• _What you need to do_
Check each line of the data for "buffer" and select those that have it.

"""

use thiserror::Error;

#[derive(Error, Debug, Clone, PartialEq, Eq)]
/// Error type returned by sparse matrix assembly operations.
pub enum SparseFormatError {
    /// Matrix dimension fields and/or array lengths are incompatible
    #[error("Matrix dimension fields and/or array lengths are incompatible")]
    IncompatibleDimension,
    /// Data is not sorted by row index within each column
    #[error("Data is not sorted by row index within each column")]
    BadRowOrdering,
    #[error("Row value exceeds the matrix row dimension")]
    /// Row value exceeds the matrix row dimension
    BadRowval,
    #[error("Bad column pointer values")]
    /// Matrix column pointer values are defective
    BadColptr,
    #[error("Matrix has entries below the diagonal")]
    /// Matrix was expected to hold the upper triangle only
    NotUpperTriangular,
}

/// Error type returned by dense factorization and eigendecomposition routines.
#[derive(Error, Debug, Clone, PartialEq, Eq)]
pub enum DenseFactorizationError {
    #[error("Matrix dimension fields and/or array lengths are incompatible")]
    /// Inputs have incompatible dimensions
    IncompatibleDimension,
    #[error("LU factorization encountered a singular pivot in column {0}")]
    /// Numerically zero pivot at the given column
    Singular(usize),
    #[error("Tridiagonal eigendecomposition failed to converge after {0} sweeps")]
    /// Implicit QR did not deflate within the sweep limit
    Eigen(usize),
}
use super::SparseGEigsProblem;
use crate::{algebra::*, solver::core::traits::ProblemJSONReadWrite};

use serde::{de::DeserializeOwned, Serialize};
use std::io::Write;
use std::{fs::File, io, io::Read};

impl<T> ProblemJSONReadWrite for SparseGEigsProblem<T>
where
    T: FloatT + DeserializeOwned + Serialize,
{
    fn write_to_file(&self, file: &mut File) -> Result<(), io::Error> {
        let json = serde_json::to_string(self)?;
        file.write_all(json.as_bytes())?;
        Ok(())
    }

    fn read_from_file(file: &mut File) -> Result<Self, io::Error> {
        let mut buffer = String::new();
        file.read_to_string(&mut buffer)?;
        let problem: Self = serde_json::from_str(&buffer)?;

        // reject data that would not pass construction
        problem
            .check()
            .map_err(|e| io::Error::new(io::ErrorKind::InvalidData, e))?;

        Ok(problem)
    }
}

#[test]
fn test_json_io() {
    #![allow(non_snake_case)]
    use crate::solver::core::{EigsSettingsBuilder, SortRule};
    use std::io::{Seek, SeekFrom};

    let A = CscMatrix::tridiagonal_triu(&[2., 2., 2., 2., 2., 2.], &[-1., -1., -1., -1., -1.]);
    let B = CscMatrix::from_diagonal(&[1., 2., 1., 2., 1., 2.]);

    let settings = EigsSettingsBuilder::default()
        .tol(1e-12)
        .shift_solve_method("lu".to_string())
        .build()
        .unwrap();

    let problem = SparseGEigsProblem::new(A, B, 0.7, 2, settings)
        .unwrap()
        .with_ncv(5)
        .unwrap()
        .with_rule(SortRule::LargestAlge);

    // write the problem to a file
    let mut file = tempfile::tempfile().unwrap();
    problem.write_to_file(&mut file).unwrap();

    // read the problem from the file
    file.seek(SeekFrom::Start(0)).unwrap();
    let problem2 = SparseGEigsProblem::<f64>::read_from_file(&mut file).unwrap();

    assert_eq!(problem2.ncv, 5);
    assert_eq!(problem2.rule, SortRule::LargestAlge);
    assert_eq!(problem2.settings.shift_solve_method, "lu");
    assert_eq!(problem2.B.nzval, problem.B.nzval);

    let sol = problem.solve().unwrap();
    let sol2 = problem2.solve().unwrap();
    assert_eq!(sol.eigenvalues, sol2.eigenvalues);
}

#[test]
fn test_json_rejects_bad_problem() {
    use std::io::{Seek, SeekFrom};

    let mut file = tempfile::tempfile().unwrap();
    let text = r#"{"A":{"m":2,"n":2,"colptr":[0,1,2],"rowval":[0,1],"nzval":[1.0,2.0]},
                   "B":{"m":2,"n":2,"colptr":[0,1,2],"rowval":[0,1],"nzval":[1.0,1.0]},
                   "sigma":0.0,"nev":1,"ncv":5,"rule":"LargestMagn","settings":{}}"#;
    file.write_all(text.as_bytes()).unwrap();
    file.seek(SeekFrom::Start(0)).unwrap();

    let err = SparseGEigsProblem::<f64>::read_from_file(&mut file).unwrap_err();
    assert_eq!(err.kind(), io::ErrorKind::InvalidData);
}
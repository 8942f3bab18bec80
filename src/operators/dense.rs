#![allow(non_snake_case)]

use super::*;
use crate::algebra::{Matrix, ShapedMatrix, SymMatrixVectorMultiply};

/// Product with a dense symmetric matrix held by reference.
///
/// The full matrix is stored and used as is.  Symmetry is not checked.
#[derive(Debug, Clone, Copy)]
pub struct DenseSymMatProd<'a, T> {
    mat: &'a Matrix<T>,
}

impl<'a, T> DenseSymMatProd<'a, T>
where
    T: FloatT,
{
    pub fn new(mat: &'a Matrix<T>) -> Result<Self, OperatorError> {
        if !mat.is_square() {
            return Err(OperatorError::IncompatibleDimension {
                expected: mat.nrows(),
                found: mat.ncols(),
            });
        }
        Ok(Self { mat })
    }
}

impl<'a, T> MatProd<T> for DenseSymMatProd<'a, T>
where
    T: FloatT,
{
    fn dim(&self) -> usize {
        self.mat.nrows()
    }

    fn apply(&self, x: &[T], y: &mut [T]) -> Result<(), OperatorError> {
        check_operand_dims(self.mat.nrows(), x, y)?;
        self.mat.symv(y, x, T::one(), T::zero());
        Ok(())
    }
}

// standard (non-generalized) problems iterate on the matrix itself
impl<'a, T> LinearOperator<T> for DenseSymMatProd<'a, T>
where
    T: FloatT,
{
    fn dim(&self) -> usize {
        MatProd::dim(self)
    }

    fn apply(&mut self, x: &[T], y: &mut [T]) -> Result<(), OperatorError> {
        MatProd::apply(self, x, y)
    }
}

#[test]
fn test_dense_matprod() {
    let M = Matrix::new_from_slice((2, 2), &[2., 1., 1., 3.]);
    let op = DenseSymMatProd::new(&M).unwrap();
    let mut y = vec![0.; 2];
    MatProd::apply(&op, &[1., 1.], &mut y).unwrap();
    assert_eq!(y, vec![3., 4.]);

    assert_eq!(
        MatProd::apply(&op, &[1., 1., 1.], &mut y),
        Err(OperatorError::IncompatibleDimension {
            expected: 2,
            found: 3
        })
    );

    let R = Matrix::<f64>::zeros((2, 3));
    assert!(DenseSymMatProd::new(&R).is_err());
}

"""

• _Answer to the problem_
        let mut buffer = String::new();
        file.read_to_string(&mut buffer)?;
        let problem: Self = serde_json::from_str(&buffer)?;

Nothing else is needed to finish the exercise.